There has been a lot of attention over the years about Batman’s actual date of birth. Normally, comic writers tend to stay clear of controversial plots like this, as it would be weird if an actual year is tagged to a certain character. Batman comics started circulating about 75 years ago, on March 30, 1939. So if Batman’s birthday were pegged to him, we wouldn’t be getting a Bruce Wayne as young as Robert Pattinson, would we?
The Caped Crusader’s 82nd anniversary would be holding this year to trace the first publication to 1939. But first off, let’s discuss Batman’s birthday ritual, as revealed to us by DC. I’m pretty sure that most people would rather know what he does on his birthday than knowing the actual date.
The Dark Knight’s Birthday Ritual
You might be familiar with Doug Mahnke and Peter J. Tomasi’s Detective Comics. In issue #999, Batman shows us his odd but not surprising manner he chooses to celebrate his birthday.
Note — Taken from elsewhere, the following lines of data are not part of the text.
//! Forecast merging.
//!
//! Forecasts are best-effort: any failure for a resource is reported as
//! `0.0`. Many subscriptions have no forecast support at all, so failures
//! are only visible with `--debug`.

use tracing::debug;

use crate::decoder::decode_forecast_rows;
use crate::error::Result;
use crate::filter::FilterExpression;
use crate::models::ForecastRecord;
use crate::query::{QueryOptions, forecast_query};
use crate::retriever::resource_filter;
use crate::source::CostSource;

/// Sum of forecast costs.
pub fn sum_forecast(records: &[ForecastRecord]) -> f64 {
    records.iter().map(|r| r.cost).sum()
}

/// Forecast for one resource, or `0.0` if it cannot be obtained.
pub async fn forecast_for_resource<C: CostSource + ?Sized>(
    source: &C,
    subscription_id: &str,
    resource_id: &str,
    options: &QueryOptions,
    extra_filters: &[FilterExpression],
) -> f64 {
    match try_forecast(source, subscription_id, resource_id, options, extra_filters).await {
        Ok(total) => {
            debug!(target: "azcost::forecast", resource_id, total, "Forecast retrieved");
            total
        }
        Err(e) => {
            debug!(
                target: "azcost::forecast",
                resource_id,
                error = %e,
                "Forecast unavailable, using 0.0"
            );
            0.0
        }
    }
}

async fn try_forecast<C: CostSource + ?Sized>(
    source: &C,
    subscription_id: &str,
    resource_id: &str,
    options: &QueryOptions,
    extra_filters: &[FilterExpression],
) -> Result<f64> {
    let definition = forecast_query(options, Some(resource_filter(resource_id, extra_filters)))?;
    let response = source.forecast(subscription_id, &definition).await?;
    let records = decode_forecast_rows(&response.properties.rows)?;
    Ok(sum_forecast(&records))
}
Almost everyone has his own preferred way of celebrating their birthday. It could be with friends, family, dinner with a spouse, cake, a birthday party, or a night out to see a movie. Some might prefer just to be left alone or to work through the day. It depends on the personality. But I assure you, none comes close to The Batman’s Birthday celebration.
So in the previous episode, #998, we see Batman encountering what appears to be his younger self in an ill-fitting Batsuit. In the next issue, #999, we found out that this ‘younger self’ was just a part of Batman’s simulation.
He called this simulation Project 2.1. Also, it’s been revealed that everything that happened since the arc, from Alfred being stabbed to Leslie Thompkins being killed was a simulation.
Why would he do something like this, though? Why did he have to go through such rigor and emotional trauma anyway?
“That’s the point of this every year, isn’t it?” the young batman asks present-day Batman. “Whatever doesn’t kill you makes you stronger. Your gift to you… Happy Birthday, Bruce!”
To make things clearer, after Batman breaks off from the simulator, it was confirmed that everything that had happened was a result of the simulation program.
Damian and Alfred come in to help Bruce off the simulator when it was over. Damian remarked that his dad had a way of celebrating his birthday. He also could not help but ask his father why he had to go through this every year.
Bruce’s answer is characteristic response was, “Isn’t it obvious? …To kill me.”
“The testing apparatus itself has evolved over time,” he continues, “but yes, this is an annual… event I’ve kept to myself.”
Bruce then explained further that the reason he uses the simulator is to make sure that Batman keeps on evolving, never to be caught stagnated.
Well, this birthday tradition will definitely seem weird to a normal person. But, for an enigma like Batman, it is no surprise that his birthday celebration choice is pushing him to his absolute limits.
When is Batman’s Actual Birthday?
Here are a few speculations of the Dark Knight’s birthday date:
As said earlier, comic writers are careful of tagging a hero with a certain birthday. This is because there has to be some continuity. Except you want a modern-day, of 95 years of age, to be the local crime fighter.
Bruce Wayne was first born on April 7, in his early debuts back in the 1930s. Another column in “Detective Comics #494” stated that Batman’s birthday was now February 19.
We can call this day the true birth of Batman as it was on this particular day that Bruce Wayne lost his parents.
One thing that stayed constant through the different comic adaptations was that the date of his parents’ death. A clock stands as a secret entrance to the Batcave in some of the comic iterations and is set at 10:47 p.m. on June 26. This was to honor the precise moment Thomas and Martha Wayne died.
Throw your Bat-party in a sad, dark alley outside a movie theater for maximum impact! Give out clocks as favors! These are terrible party ideas!
October or November
In an episode of an animated series, Bruce Wayne mentioned that his birthday was in October. While Frank Miller, who was the writer of both “Batman: Year One” and “The Dark Knight Returns,” claims that his birthday was in November.
I guess this is one thing the Batman lovers would have a hard time agreeing on. This is not a question that the writers have given enough detail about. We may never reach a consensus. But that won’t be a big problem, would it?